== ACTION ITEM ==
Retype every line below precisely as it appears.

== SOURCE DATA ==
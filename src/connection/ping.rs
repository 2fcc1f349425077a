//! Round-trip probes.

use std::{sync::Arc, time::Duration};

use tokio::{
    sync::watch,
    time::{Instant, timeout},
};

use super::Shared;
use crate::{
    error::{ConnectionError, Result},
    frame::Frame,
};

/// Second payload word of every PING this crate originates.
pub const PING_PAYLOAD2: u32 = 0x4f4b_6f6b;

#[derive(Clone, Copy, Debug, PartialEq, Eq)]
enum PingState {
    Unsent,
    Sent(Instant),
    Answered(Duration),
    Canceled,
}

/// An outstanding PING.
///
/// The ping is answered when the peer echoes its payload, or canceled if the
/// connection closes first.
#[derive(Clone, Debug)]
pub struct Ping {
    id: u32,
    state: Arc<watch::Sender<PingState>>,
}

impl Ping {
    pub(crate) fn new(id: u32) -> Self {
        Self {
            id,
            state: Arc::new(watch::Sender::new(PingState::Unsent)),
        }
    }

    /// Ping identifier, carried as the first payload word.
    #[must_use]
    pub fn id(&self) -> u32 { self.id }

    pub(crate) fn mark_sent(&self) {
        self.state.send_if_modified(|state| {
            if *state != PingState::Unsent {
                return false;
            }
            *state = PingState::Sent(Instant::now());
            true
        });
    }

    pub(crate) fn receive(&self) -> bool {
        self.state.send_if_modified(|state| {
            let PingState::Sent(at) = *state else {
                return false;
            };
            *state = PingState::Answered(at.elapsed());
            true
        })
    }

    pub(crate) fn cancel(&self) {
        self.state.send_if_modified(|state| {
            if matches!(state, PingState::Answered(_) | PingState::Canceled) {
                return false;
            }
            *state = PingState::Canceled;
            true
        });
    }

    /// Wait for the answer. Returns the round-trip time, or `None` if the ping
    /// was canceled.
    pub async fn round_trip_time(&self) -> Option<Duration> {
        let mut rx = self.state.subscribe();
        let state = *rx
            .wait_for(|state| matches!(state, PingState::Answered(_) | PingState::Canceled))
            .await
            .ok()?;
        match state {
            PingState::Answered(elapsed) => Some(elapsed),
            _ => None,
        }
    }

    /// Like [`Ping::round_trip_time`], giving up after `limit`.
    pub async fn round_trip_time_within(&self, limit: Duration) -> Option<Duration> {
        timeout(limit, self.round_trip_time()).await.ok().flatten()
    }
}

impl Shared {
    pub(crate) async fn ping(&self) -> Result<Ping> {
        let ping = {
            let mut state = self.lock_state();
            if state.shutdown {
                return Err(ConnectionError::Shutdown);
            }
            let ping = Ping::new(state.next_ping_id);
            state.next_ping_id += 2;
            state.pings.insert(ping.id(), ping.clone());
            ping
        };
        ping.mark_sent();
        let sent = self
            .writer
            .send(Frame::Ping {
                ack: false,
                payload1: ping.id(),
                payload2: PING_PAYLOAD2,
            })
            .await;
        if let Err(e) = sent {
            self.lock_state().pings.remove(&ping.id());
            ping.cancel();
            return Err(e);
        }
        Ok(ping)
    }

    /// Match a PING ack against an outstanding ping. Acks whose second word
    /// is not [`PING_PAYLOAD2`] answer a ping this connection never sent.
    pub(crate) fn receive_ping_ack(&self, payload1: u32, payload2: u32) {
        let ping = if payload2 == PING_PAYLOAD2 {
            self.lock_state().pings.remove(&payload1)
        } else {
            None
        };
        match ping {
            Some(ping) if ping.receive() => crate::metrics::inc_pings_answered(),
            _ => tracing::debug!(ping_id = payload1, "ignoring unsolicited PING ack"),
        }
    }
}

#[cfg(test)]
mod tests {
    use super::*;

    #[tokio::test]
    async fn answered_ping_reports_elapsed_time() {
        let ping = Ping::new(1);
        ping.mark_sent();
        assert!(ping.receive());
        assert!(!ping.receive());
        assert!(ping.round_trip_time().await.is_some());
    }

    #[tokio::test]
    async fn canceled_ping_reports_nothing() {
        let ping = Ping::new(3);
        ping.mark_sent();
        ping.cancel();
        assert!(!ping.receive());
        assert_eq!(ping.round_trip_time().await, None);
    }

    #[tokio::test(start_paused = true)]
    async fn unanswered_ping_times_out() {
        let ping = Ping::new(5);
        ping.mark_sent();
        assert_eq!(ping.round_trip_time_within(Duration::from_millis(50)).await, None);
    }
}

== WRITTEN ANSWER ==
filename src/connection/ping.rs
repository 2fcc1f349425077a
//! Round-trip probes.

use std::{sync::Arc, time::Duration};

use tokio::{
    sync::watch,
    time::{Instant, timeout},
};

use super::Shared;
use crate::{
    error::{ConnectionError, Result},
    frame::Frame,
};

/// Second payload word of every PING this crate originates.
pub const PING_PAYLOAD2: u32 = 0x4f4b_6f6b;

#[derive(Clone, Copy, Debug, PartialEq, Eq)]
enum PingState {
    Unsent,
    Sent(Instant),
    Answered(Duration),
    Canceled,
}

/// An outstanding PING.
///
/// The ping is answered when the peer echoes its payload, or canceled if the
/// connection closes first.
#[derive(Clone, Debug)]
pub struct Ping {
    id: u32,
    state: Arc<watch::Sender<PingState>>,
}

impl Ping {
    pub(crate) fn new(id: u32) -> Self {
        Self {
            id,
            state: Arc::new(watch::Sender::new(PingState::Unsent)),
        }
    }

    /// Ping identifier, carried as the first payload word.
    #[must_use]
    pub fn id(&self) -> u32 { self.id }

    pub(crate) fn mark_sent(&self) {
        self.state.send_if_modified(|state| {
            if *state != PingState::Unsent {
                return false;
            }
            *state = PingState::Sent(Instant::now());
            true
        });
    }

    pub(crate) fn receive(&self) -> bool {
        self.state.send_if_modified(|state| {
            let PingState::Sent(at) = *state else {
                return false;
            };
            *state = PingState::Answered(at.elapsed());
            true
        })
    }

    pub(crate) fn cancel(&self) {
        self.state.send_if_modified(|state| {
            if matches!(state, PingState::Answered(_) | PingState::Canceled) {
                return false;
            }
            *state = PingState::Canceled;
            true
        });
    }

    /// Wait for the answer. Returns the round-trip time, or `None` if the ping
    /// was canceled.
    pub async fn round_trip_time(&self) -> Option<Duration> {
        let mut rx = self.state.subscribe();
        let state = *rx
            .wait_for(|state| matches!(state, PingState::Answered(_) | PingState::Canceled))
            .await
            .ok()?;
        match state {
            PingState::Answered(elapsed) => Some(elapsed),
            _ => None,
        }
    }

    /// Like [`Ping::round_trip_time`], giving up after `limit`.
    pub async fn round_trip_time_within(&self, limit: Duration) -> Option<Duration> {
        timeout(limit, self.round_trip_time()).await.ok().flatten()
    }
}

impl Shared {
    pub(crate) async fn ping(&self) -> Result<Ping> {
        let ping = {
            let mut state = self.lock_state();
            if state.shutdown {
                return Err(ConnectionError::Shutdown);
            }
            let ping = Ping::new(state.next_ping_id);
            state.next_ping_id += 2;
            state.pings.insert(ping.id(), ping.clone());
            ping
        };
        ping.mark_sent();
        let sent = self
            .writer
            .send(Frame::Ping {
                ack: false,
                payload1: ping.id(),
                payload2: PING_PAYLOAD2,
            })
            .await;
        if let Err(e) = sent {
            self.lock_state().pings.remove(&ping.id());
            ping.cancel();
            return Err(e);
        }
        Ok(ping)
    }

    /// Match a PING ack against an outstanding ping. Acks whose second word
    /// is not [`PING_PAYLOAD2`] answer a ping this connection never sent.
    pub(crate) fn receive_ping_ack(&self, payload1: u32, payload2: u32) {
        let ping = if payload2 == PING_PAYLOAD2 {
            self.lock_state().pings.remove(&payload1)
        } else {
            None
        };
        match ping {
            Some(ping) if ping.receive() => crate::metrics::inc_pings_answered(),
            _ => tracing::debug!(ping_id = payload1, "ignoring unsolicited PING ack"),
        }
    }
}

#[cfg(test)]
mod tests {
    use super::*;

    #[tokio::test]
    async fn answered_ping_reports_elapsed_time() {
        let ping = Ping::new(1);
        ping.mark_sent();
        assert!(ping.receive());
        assert!(!ping.receive());
        assert!(ping.round_trip_time().await.is_some());
    }

    #[tokio::test]
    async fn canceled_ping_reports_nothing() {
        let ping = Ping::new(3);
        ping.mark_sent();
        ping.cancel();
        assert!(!ping.receive());
        assert_eq!(ping.round_trip_time().await, None);
    }

    #[tokio::test(start_paused = true)]
    async fn unanswered_ping_times_out() {
        let ping = Ping::new(5);
        ping.mark_sent();
        assert_eq!(ping.round_trip_time_within(Duration::from_millis(50)).await, None);
    }
}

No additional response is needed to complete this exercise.